15 октября 1942-го семья пришла проводить меня на вокзал. Мать плакала: мне не было еще и двадцати, и вот я снова отправлялся прямиком в ад. С сердцем, изнывавшим от нестерпимой боли, я пошел к моим товарищам по несчастью. У самого турникета военная служба безопасности попыталась нас разлучить. В людской толчее объятия получились неловкими, а последние слова заглушил гомон толпы. На перрон, где уже стоял наш поезд, был доступ только у сотрудников вермахта. Атмосфера накалилась, эсэсовцы, следившие за отправлением новобранцев, усилили контроль и кричали вдвое громче обыкновенного. Остальное довершали люди в форме фельджандармерии, военной полиции. Нас быстро повели прямо к составу, конечно, чтобы предотвратить коллективное неповиновение или первые попытки к бегству. Вагоны заперли снаружи, и поезд со скрежетом тронулся с места.

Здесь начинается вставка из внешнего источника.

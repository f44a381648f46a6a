//! Request coalescing for overlay fetches.
//!
//! When several callers ask for the same cache key while a fetch is already
//! running, only the first (the leader) performs the network request. The
//! others either wait for the leader's outcome or, for asynchronous callers,
//! return immediately knowing the work is under way.
//!
//! ```text
//! get(a)        ─┐
//! async_fetch(a)─┼──► FetchCoalescer ──► one HTTP GET
//! get(a)        ─┘         │
//!                          ▼
//!                 waiters woken with the leader's outcome
//! ```

use crate::overlay::CacheKey;
use dashmap::mapref::entry::Entry;
use dashmap::DashMap;
use std::sync::atomic::{AtomicU64, Ordering};
use std::sync::{Arc, Condvar, Mutex};
use tracing::debug;

/// Outcome shared with waiters; errors travel as their display string.
pub type FetchOutcome = Result<(), String>;

#[derive(Default)]
struct InFlight {
    outcome: Mutex<Option<FetchOutcome>>,
    ready: Condvar,
}

/// Tracks in-flight fetches by cache key.
#[derive(Default)]
pub struct FetchCoalescer {
    in_flight: DashMap<CacheKey, Arc<InFlight>>,
    total_requests: AtomicU64,
    coalesced_requests: AtomicU64,
}

/// Statistics for monitoring coalescing effectiveness.
#[derive(Debug, Default, Clone, Copy, PartialEq, Eq)]
pub struct CoalescerStats {
    pub total_requests: u64,
    pub coalesced_requests: u64,
}

/// Result of registering interest in a key.
pub enum Registration {
    /// Caller must perform the fetch and complete the ticket
    Leader(LeaderTicket),
    /// Another caller is already fetching the key
    Follower(Waiter),
}

impl FetchCoalescer {
    pub fn new() -> Self {
        Self::default()
    }

    /// Register a request for `key`.
    ///
    /// Uses the map's entry API so check-and-insert is atomic.
    pub fn register(self: &Arc<Self>, key: &CacheKey) -> Registration {
        self.total_requests.fetch_add(1, Ordering::Relaxed);

        match self.in_flight.entry(key.clone()) {
            Entry::Occupied(entry) => {
                self.coalesced_requests.fetch_add(1, Ordering::Relaxed);
                debug!(key = %key, "Coalescing request with in-flight fetch");
                Registration::Follower(Waiter {
                    slot: Arc::clone(entry.get()),
                })
            }
            Entry::Vacant(entry) => {
                let slot = Arc::new(InFlight::default());
                entry.insert(Arc::clone(&slot));
                Registration::Leader(LeaderTicket {
                    coalescer: Arc::clone(self),
                    key: key.clone(),
                    slot,
                    completed: false,
                })
            }
        }
    }

    pub fn is_in_flight(&self, key: &CacheKey) -> bool {
        self.in_flight.contains_key(key)
    }

    pub fn in_flight_count(&self) -> usize {
        self.in_flight.len()
    }

    pub fn stats(&self) -> CoalescerStats {
        CoalescerStats {
            total_requests: self.total_requests.load(Ordering::Relaxed),
            coalesced_requests: self.coalesced_requests.load(Ordering::Relaxed),
        }
    }

    fn finish(&self, key: &CacheKey, slot: &InFlight, outcome: FetchOutcome) {
        self.in_flight.remove(key);
        if let Ok(mut guard) = slot.outcome.lock() {
            *guard = Some(outcome);
        }
        slot.ready.notify_all();
    }
}

/// Held by the caller performing the fetch.
///
/// Dropping an uncompleted ticket releases waiters with an error, so a
/// panicking fetch thread never strands them.
pub struct LeaderTicket {
    coalescer: Arc<FetchCoalescer>,
    key: CacheKey,
    slot: Arc<InFlight>,
    completed: bool,
}

impl LeaderTicket {
    pub fn key(&self) -> &CacheKey {
        &self.key
    }

    /// Publish the outcome to every waiter and clear the in-flight slot.
    pub fn complete(mut self, outcome: FetchOutcome) {
        self.completed = true;
        self.coalescer.finish(&self.key, &self.slot, outcome);
    }
}

impl Drop for LeaderTicket {
    fn drop(&mut self) {
        if !self.completed {
            self.coalescer.finish(
                &self.key,
                &self.slot,
                Err("fetch abandoned before completion".to_string()),
            );
        }
    }
}

/// Handle for a caller waiting on another thread's fetch.
pub struct Waiter {
    slot: Arc<InFlight>,
}

impl Waiter {
    /// Block until the leader completes.
    pub fn wait(self) -> FetchOutcome {
        let mut guard = match self.slot.outcome.lock() {
            Ok(guard) => guard,
            Err(_) => return Err("coalescer lock poisoned".to_string()),
        };
        loop {
            if let Some(outcome) = guard.as_ref() {
                return outcome.clone();
            }
            guard = match self.slot.ready.wait(guard) {
                Ok(guard) => guard,
                Err(_) => return Err("coalescer lock poisoned".to_string()),
            };
        }
    }
}
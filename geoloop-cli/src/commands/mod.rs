//! CLI command implementations.
//!
//! Each subcommand has its own module with argument definitions and handlers.
//!
//! # Command Modules
//!
//! - [`resolve`] - Resolve a view state to a tile and URL
//! - [`fetch`] - Fetch a single overlay into the cache
//! - [`play`] - Run an animation loop and print its steps
//! - [`kml`] - Export an overlay group as KML
//! - [`purge`] - Remove cached overlay files
//! - [`config`] - Configuration management (init, show, path)

pub mod common;
pub mod config;
pub mod fetch;
pub mod kml;
pub mod play;
pub mod purge;
pub mod resolve;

Изгнанные из вокзала, провожавшие своих детей семьи переместились на два моста над железнодорожными путями. Мы приникли к окнам поезда, высунув головы наружу и высматривая склонившиеся с парапета силуэты любимых. Все махали руками или платками, пусть даже не видя кому. Заметят этот знак прощания или нет, все равно он был самым важным сейчас.
Кто из нас запел тогда «Марсельезу»? Не знаю. Но сразу же этот голос подхватил целый хор, сперва нестройный, гулко покатившийся по вагонам, и уже потом — оглушительный, когда поезд проезжал под мостами, на которых стояли наши близкие. Эсэсовцы, наставив на нас автоматы, выкрикивали по-немецки приказания закрыть окна. Но мы не слушали их. Мы пели во всю силу легких, воодушевляя и ужасая наших родных этим патриотическим демаршем, о котором потом передало Лондонское радио.[38]